## EXTRACTED DATA
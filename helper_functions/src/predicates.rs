use itertools::Itertools as _;
use types::phase0::{
    containers::Validator,
    primitives::{Epoch, ValidatorIndex},
};

#[must_use]
pub const fn is_active_validator(validator: &Validator, epoch: Epoch) -> bool {
    validator.activation_epoch <= epoch && epoch < validator.exit_epoch
}

#[must_use]
pub fn is_sorted_and_unique(indices: &[ValidatorIndex]) -> bool {
    indices.iter().tuple_windows().all(|(a, b)| a < b)
}

#[cfg(test)]
mod tests {
    use test_case::test_case;
    use types::phase0::consts::FAR_FUTURE_EPOCH;

    use super::*;

    #[test_case(0, FAR_FUTURE_EPOCH, 5 => true)]
    #[test_case(6, FAR_FUTURE_EPOCH, 5 => false)]
    #[test_case(0, 5, 5 => false; "exit epoch is exclusive")]
    #[test_case(5, 6, 5 => true; "activation epoch is inclusive")]
    fn activity_is_a_half_open_range(activation_epoch: Epoch, exit_epoch: Epoch, epoch: Epoch) -> bool {
        let validator = Validator {
            activation_epoch,
            exit_epoch,
            ..Validator::default()
        };

        is_active_validator(&validator, epoch)
    }

    #[test_case(&[] => true)]
    #[test_case(&[1, 2, 5] => true)]
    #[test_case(&[1, 1] => false)]
    #[test_case(&[2, 1] => false)]
    fn attesting_indices_must_be_strictly_increasing(indices: &[ValidatorIndex]) -> bool {
        is_sorted_and_unique(indices)
    }
}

## ASSIGNED TASK
Only the lines above, from the first through the one holding "pub fn is_sorted_and_unique(indices: &[ValidatorIndex])", are to be output, and they must be copied exactly.

## RESULT BELOW
filename helper_functions/src/predicates.rs
use itertools::Itertools as _;
use types::phase0::{
    containers::Validator,
    primitives::{Epoch, ValidatorIndex},
};

#[must_use]
pub const fn is_active_validator(validator: &Validator, epoch: Epoch) -> bool {
    validator.activation_epoch <= epoch && epoch < validator.exit_epoch
}

#[must_use]
pub fn is_sorted_and_unique(indices: &[ValidatorIndex]) -> bool {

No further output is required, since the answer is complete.